Publié le 02 avril 2014 par Mederic

Les algorithmes bientôt obsolètes ?

Machine LearningD’ici quelques mois, le centre de cancérologie Memorial Sloan Kettering à New York va recruter un jeune spécialiste en diagnostic médical d’un type un peu particulier : non pas un brillant docteur en génétique mais une intelligence artificielle (IA) développée par IBM et qui répond au nom de Watson. Durant ses « études » Watson a ingurgité 2 millions de pages de journaux spécialisés et presqu’autant de rapports cliniques. Cette voracité de connaissances et à ses capacités d’analyse hors pair le mettent d’ores et déjà en position de surpasser ses collègues humains, c’est du moins ce que prétendent ses tuteurs. De plus, contrairement à ses collègues humains, Watson possède le don d’ubiquité, à terme il sera disponible sous forme de service cloud pour tous les hôpitaux de la planète. Peu exigeant sur sa rémunération, Watson pourrait contribuer par ailleurs à alléger la note pharamineuse des coûts de la santé dans de nombreux pays.

L’exemple précédent, qui fait entrer la médecine dans une ère nouvelle, est une application d’un domaine de recherche aujourd’hui en plein essor : le « machine learning » (ML ou « apprentissage automatique »). L’engouement récent pour cette discipline tient en grande partie à une observation qui a surpris les spécialistes en IA eux-mêmes :

« L’utilisation conjointe de quantités massives d’informations et d’algorithmes d’apprentissage relativement simples rend possible la solution de problèmes considérés il y a peu comme inaccessibles. »

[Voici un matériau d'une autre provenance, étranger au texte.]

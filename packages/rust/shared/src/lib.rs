//! Shared types, error model, and configuration for coursegraph.
//!
//! This crate is the foundation depended on by all other coursegraph crates.
//! It provides:
//! - [`CourseGraphError`]: the unified error type
//! - Domain types ([`BlockKey`], [`Block`], [`VideoBlock`], [`UsageInfo`])
//! - Configuration ([`AppConfig`], [`CollectConfig`], config loading)

pub mod config;
pub mod error;
pub mod types;

// Re-export public API at crate root for ergonomic imports.
pub use config::{
    AppConfig, CollectConfig, CollectSettings, DEFAULT_CDN_URL, SourceConfig, SourceKind,
    VideoUrlConfig, config_dir, config_file_path, init_config, load_config, load_config_from,
    validate_config,
};
pub use error::{CourseGraphError, Result};
pub use types::{
    Block, BlockContent, BlockKey, CONTAINER_BLOCK_TYPES, ContainerBlock, EncodedVideo,
    GenericBlock, UsageInfo, VIDEO_BLOCK_TYPE, VideoBlock,
};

Les capacités de traitements massivement parallèles ont de ce point de vue changé la donne depuis quelques années. Parmi les exemples spectaculaires, citons encore la réalisation par Google d’une voiture en conduite autonome.

Hormis ces exemples qui frappent l’imagination, il existe des applications plus prosaïques du ML dans le contexte du e-business. L’analyse prédictive d’un panier d’achat d’un consommateur est sans doute l’usage le plus commun. La détection de fraude dans les transactions bancaires ou l’estimation du risque de non-remboursement d’un prêt en fonction du passé financier d’un demandeur de crédit sont d’autres exemples. Les technologies de reconnaissance de forme au sens large, comme la reconnaissance optique de caractères (OCR) ou celle des visages, la reconnaissance du langage naturel ou la traduction automatique relèvent toutes du ML. Dans le champ des études sociales, citons l’analyse de sentiments qui cherche à classer des documents selon leur tonalité émotionnelle dominante.

Toutes ces applications ont en commun de n’utiliser aucun algorithme explicite pour parvenir à leur fin. Dans le cadre de la reconnaissance des visages, il n’existe évidement aucun algorithme répertorié capable reconnaître M. Untel. Dès lors, plutôt que de chercher à peaufiner des algorithmes sophistiqués, l’approche par le ML fait le pari qu’il est possible de construire des systèmes autonomes que l’on pourra « éduquer » sur la base d’un corpus d’exemples pertinents. Entendons-nous bien, il ne s’agit nullement de reconstituer les mécanismes cognitifs à l’œuvre dans le cerveau humain, sur ce plan là le ML ne dit rien, mais plutôt de construire des mécanismes prédictifs.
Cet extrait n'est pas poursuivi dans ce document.